Top of Extracted information
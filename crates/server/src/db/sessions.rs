//! Login session repository for database operations.
//!
//! These rows mirror the cookie-backed session store so revocation and the
//! active-session list work without touching serialized session blobs.
//! Session IDs are stored as UUID text.

use chrono::{DateTime, Utc};
use sqlx::SqlitePool;
use uuid::Uuid;

use cloudcrm_core::UserId;

use super::RepositoryError;
use crate::models::SessionView;

/// Internal row type for session queries.
#[derive(Debug, sqlx::FromRow)]
struct SessionRow {
    id: String,
    user_id: i64,
    user_name: String,
    user_email: String,
    ip: Option<String>,
    user_agent: Option<String>,
    created_at: DateTime<Utc>,
    last_seen_at: DateTime<Utc>,
}

impl SessionRow {
    fn into_view(self, current: Uuid) -> Result<SessionView, RepositoryError> {
        let id = Uuid::parse_str(&self.id).map_err(|e| {
            RepositoryError::DataCorruption(format!("invalid session id in database: {e}"))
        })?;

        Ok(SessionView {
            current: id == current,
            id,
            user_id: UserId::new(self.user_id),
            user_name: self.user_name,
            user_email: self.user_email,
            ip: self.ip,
            user_agent: self.user_agent,
            created_at: self.created_at,
            last_seen_at: self.last_seen_at,
        })
    }
}

/// Repository for login session database operations.
pub struct SessionRepository<'a> {
    pool: &'a SqlitePool,
}

impl<'a> SessionRepository<'a> {
    /// Create a new session repository.
    #[must_use]
    pub const fn new(pool: &'a SqlitePool) -> Self {
        Self { pool }
    }

    /// Record a fresh login session.
    ///
    /// # Errors
    ///
    /// Returns `RepositoryError::Database` if the insert fails.
    pub async fn insert(
        &self,
        id: Uuid,
        user_id: UserId,
        ip: Option<&str>,
        user_agent: Option<&str>,
    ) -> Result<(), RepositoryError> {
        let now = Utc::now();
        sqlx::query(
            "INSERT INTO sessions (id, user_id, ip, user_agent, revoked, created_at, last_seen_at) \
             VALUES (?, ?, ?, ?, 0, ?, ?)",
        )
        .bind(id.to_string())
        .bind(user_id)
        .bind(ip)
        .bind(user_agent)
        .bind(now)
        .bind(now)
        .execute(self.pool)
        .await?;

        Ok(())
    }

    /// Bump `last_seen_at` for a live session. Returns `false` when the
    /// session is unknown or revoked, in which case the caller must treat
    /// the request as unauthenticated.
    ///
    /// # Errors
    ///
    /// Returns `RepositoryError::Database` if the update fails.
    pub async fn touch(&self, id: Uuid) -> Result<bool, RepositoryError> {
        let result =
            sqlx::query("UPDATE sessions SET last_seen_at = ? WHERE id = ? AND revoked = 0")
                .bind(Utc::now())
                .bind(id.to_string())
                .execute(self.pool)
                .await?;

        Ok(result.rows_affected() > 0)
    }

    /// Revoke a live session.
    ///
    /// # Errors
    ///
    /// Returns `RepositoryError::NotFound` if the session is unknown or
    /// already revoked. Returns `RepositoryError::Database` for other
    /// database errors.
    pub async fn revoke(&self, id: Uuid) -> Result<(), RepositoryError> {
        let result = sqlx::query("UPDATE sessions SET revoked = 1 WHERE id = ? AND revoked = 0")
            .bind(id.to_string())
            .execute(self.pool)
            .await?;

        if result.rows_affected() == 0 {
            return Err(RepositoryError::NotFound);
        }
        Ok(())
    }

    /// List live sessions across all users, most recently seen first.
    /// `current` marks which row belongs to the caller.
    ///
    /// # Errors
    ///
    /// Returns `RepositoryError::Database` if the query fails, or
    /// `RepositoryError::DataCorruption` if a stored ID is not a UUID.
    pub async fn list_active(&self, current: Uuid) -> Result<Vec<SessionView>, RepositoryError> {
        let rows = sqlx::query_as::<_, SessionRow>(
            "SELECT s.id, s.user_id, u.name AS user_name, u.email AS user_email, \
                    s.ip, s.user_agent, s.created_at, s.last_seen_at \
             FROM sessions s JOIN users u ON u.id = s.user_id \
             WHERE s.revoked = 0 \
             ORDER BY s.last_seen_at DESC, s.id ASC",
        )
        .fetch_all(self.pool)
        .await?;

        rows.into_iter().map(|row| row.into_view(current)).collect()
    }
}

#[cfg(test)]
#[allow(clippy::unwrap_used)]
mod tests {
    use super::super::test_pool;
    use super::*;
    use crate::db::UserRepository;
    use cloudcrm_core::{Email, UserRole};

    const HASH: &str = "$argon2id$v=19$m=19456,t=2,p=1$c2FsdHNhbHQ$AAAAAAAAAAAAAAAAAAAAAA";

    async fn seed_user(pool: &SqlitePool) -> UserId {
        UserRepository::new(pool)
            .create(
                "Avery Ops",
                &Email::parse("avery@cloudcrm.example").unwrap(),
                UserRole::Admin,
                HASH,
            )
            .await
            .unwrap()
            .id
    }

    #[tokio::test]
    async fn test_insert_touch_and_list() {
        let pool = test_pool().await;
        let repo = SessionRepository::new(&pool);
        let user_id = seed_user(&pool).await;

        let mine = Uuid::new_v4();
        let other = Uuid::new_v4();
        repo.insert(mine, user_id, Some("203.0.113.7"), Some("Mozilla/5.0"))
            .await
            .unwrap();
        repo.insert(other, user_id, None, None).await.unwrap();

        assert!(repo.touch(mine).await.unwrap());

        let sessions = repo.list_active(mine).await.unwrap();
        assert_eq!(sessions.len(), 2);
        let current = sessions.iter().find(|s| s.id == mine).unwrap();
        assert!(current.current);
        assert_eq!(current.user_email, "avery@cloudcrm.example");
        assert!(!sessions.iter().find(|s| s.id == other).unwrap().current);
    }

    #[tokio::test]
    async fn test_revoked_sessions_stop_touching_and_listing() {
        let pool = test_pool().await;
        let repo = SessionRepository::new(&pool);
        let user_id = seed_user(&pool).await;

        let id = Uuid::new_v4();
        repo.insert(id, user_id, None, None).await.unwrap();
        repo.revoke(id).await.unwrap();

        assert!(!repo.touch(id).await.unwrap());
        assert!(repo.list_active(id).await.unwrap().is_empty());

        // Revoking again reports not found.
        let err = repo.revoke(id).await.unwrap_err();
        assert!(matches!(err, RepositoryError::NotFound));
    }

    #[tokio::test]
    async fn test_revoke_unknown_session() {
        let pool = test_pool().await;
        let repo = SessionRepository::new(&pool);

        let err = repo.revoke(Uuid::new_v4()).await.unwrap_err();
        assert!(matches!(err, RepositoryError::NotFound));
    }
}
Bottom of Extracted information
- [Brief]:
Each of the lines above must appear again, unchanged.

- [Response for this exercise]:
filename crates/server/src/db/sessions.rs
//! Login session repository for database operations.
//!
//! These rows mirror the cookie-backed session store so revocation and the
//! active-session list work without touching serialized session blobs.
//! Session IDs are stored as UUID text.

use chrono::{DateTime, Utc};
use sqlx::SqlitePool;
use uuid::Uuid;

use cloudcrm_core::UserId;

use super::RepositoryError;
use crate::models::SessionView;

/// Internal row type for session queries.
#[derive(Debug, sqlx::FromRow)]
struct SessionRow {
    id: String,
    user_id: i64,
    user_name: String,
    user_email: String,
    ip: Option<String>,
    user_agent: Option<String>,
    created_at: DateTime<Utc>,
    last_seen_at: DateTime<Utc>,
}

impl SessionRow {
    fn into_view(self, current: Uuid) -> Result<SessionView, RepositoryError> {
        let id = Uuid::parse_str(&self.id).map_err(|e| {
            RepositoryError::DataCorruption(format!("invalid session id in database: {e}"))
        })?;

        Ok(SessionView {
            current: id == current,
            id,
            user_id: UserId::new(self.user_id),
            user_name: self.user_name,
            user_email: self.user_email,
            ip: self.ip,
            user_agent: self.user_agent,
            created_at: self.created_at,
            last_seen_at: self.last_seen_at,
        })
    }
}

/// Repository for login session database operations.
pub struct SessionRepository<'a> {
    pool: &'a SqlitePool,
}

impl<'a> SessionRepository<'a> {
    /// Create a new session repository.
    #[must_use]
    pub const fn new(pool: &'a SqlitePool) -> Self {
        Self { pool }
    }

    /// Record a fresh login session.
    ///
    /// # Errors
    ///
    /// Returns `RepositoryError::Database` if the insert fails.
    pub async fn insert(
        &self,
        id: Uuid,
        user_id: UserId,
        ip: Option<&str>,
        user_agent: Option<&str>,
    ) -> Result<(), RepositoryError> {
        let now = Utc::now();
        sqlx::query(
            "INSERT INTO sessions (id, user_id, ip, user_agent, revoked, created_at, last_seen_at) \
             VALUES (?, ?, ?, ?, 0, ?, ?)",
        )
        .bind(id.to_string())
        .bind(user_id)
        .bind(ip)
        .bind(user_agent)
        .bind(now)
        .bind(now)
        .execute(self.pool)
        .await?;

        Ok(())
    }

    /// Bump `last_seen_at` for a live session. Returns `false` when the
    /// session is unknown or revoked, in which case the caller must treat
    /// the request as unauthenticated.
    ///
    /// # Errors
    ///
    /// Returns `RepositoryError::Database` if the update fails.
    pub async fn touch(&self, id: Uuid) -> Result<bool, RepositoryError> {
        let result =
            sqlx::query("UPDATE sessions SET last_seen_at = ? WHERE id = ? AND revoked = 0")
                .bind(Utc::now())
                .bind(id.to_string())
                .execute(self.pool)
                .await?;

        Ok(result.rows_affected() > 0)
    }

    /// Revoke a live session.
    ///
    /// # Errors
    ///
    /// Returns `RepositoryError::NotFound` if the session is unknown or
    /// already revoked. Returns `RepositoryError::Database` for other
    /// database errors.
    pub async fn revoke(&self, id: Uuid) -> Result<(), RepositoryError> {
        let result = sqlx::query("UPDATE sessions SET revoked = 1 WHERE id = ? AND revoked = 0")
            .bind(id.to_string())
            .execute(self.pool)
            .await?;

        if result.rows_affected() == 0 {
            return Err(RepositoryError::NotFound);
        }
        Ok(())
    }

    /// List live sessions across all users, most recently seen first.
    /// `current` marks which row belongs to the caller.
    ///
    /// # Errors
    ///
    /// Returns `RepositoryError::Database` if the query fails, or
    /// `RepositoryError::DataCorruption` if a stored ID is not a UUID.
    pub async fn list_active(&self, current: Uuid) -> Result<Vec<SessionView>, RepositoryError> {
        let rows = sqlx::query_as::<_, SessionRow>(
            "SELECT s.id, s.user_id, u.name AS user_name, u.email AS user_email, \
                    s.ip, s.user_agent, s.created_at, s.last_seen_at \
             FROM sessions s JOIN users u ON u.id = s.user_id \
             WHERE s.revoked = 0 \
             ORDER BY s.last_seen_at DESC, s.id ASC",
        )
        .fetch_all(self.pool)
        .await?;

        rows.into_iter().map(|row| row.into_view(current)).collect()
    }
}

#[cfg(test)]
#[allow(clippy::unwrap_used)]
mod tests {
    use super::super::test_pool;
    use super::*;
    use crate::db::UserRepository;
    use cloudcrm_core::{Email, UserRole};

    const HASH: &str = "$argon2id$v=19$m=19456,t=2,p=1$c2FsdHNhbHQ$AAAAAAAAAAAAAAAAAAAAAA";

    async fn seed_user(pool: &SqlitePool) -> UserId {
        UserRepository::new(pool)
            .create(
                "Avery Ops",
                &Email::parse("avery@cloudcrm.example").unwrap(),
                UserRole::Admin,
                HASH,
            )
            .await
            .unwrap()
            .id
    }

    #[tokio::test]
    async fn test_insert_touch_and_list() {
        let pool = test_pool().await;
        let repo = SessionRepository::new(&pool);
        let user_id = seed_user(&pool).await;

        let mine = Uuid::new_v4();
        let other = Uuid::new_v4();
        repo.insert(mine, user_id, Some("203.0.113.7"), Some("Mozilla/5.0"))
            .await
            .unwrap();
        repo.insert(other, user_id, None, None).await.unwrap();

        assert!(repo.touch(mine).await.unwrap());

        let sessions = repo.list_active(mine).await.unwrap();
        assert_eq!(sessions.len(), 2);
        let current = sessions.iter().find(|s| s.id == mine).unwrap();
        assert!(current.current);
        assert_eq!(current.user_email, "avery@cloudcrm.example");
        assert!(!sessions.iter().find(|s| s.id == other).unwrap().current);
    }

    #[tokio::test]
    async fn test_revoked_sessions_stop_touching_and_listing() {
        let pool = test_pool().await;
        let repo = SessionRepository::new(&pool);
        let user_id = seed_user(&pool).await;

        let id = Uuid::new_v4();
        repo.insert(id, user_id, None, None).await.unwrap();
        repo.revoke(id).await.unwrap();

        assert!(!repo.touch(id).await.unwrap());
        assert!(repo.list_active(id).await.unwrap().is_empty());

        // Revoking again reports not found.
        let err = repo.revoke(id).await.unwrap_err();
        assert!(matches!(err, RepositoryError::NotFound));
    }

    #[tokio::test]
    async fn test_revoke_unknown_session() {
        let pool = test_pool().await;
        let repo = SessionRepository::new(&pool);

        let err = repo.revoke(Uuid::new_v4()).await.unwrap_err();
        assert!(matches!(err, RepositoryError::NotFound));
    }
}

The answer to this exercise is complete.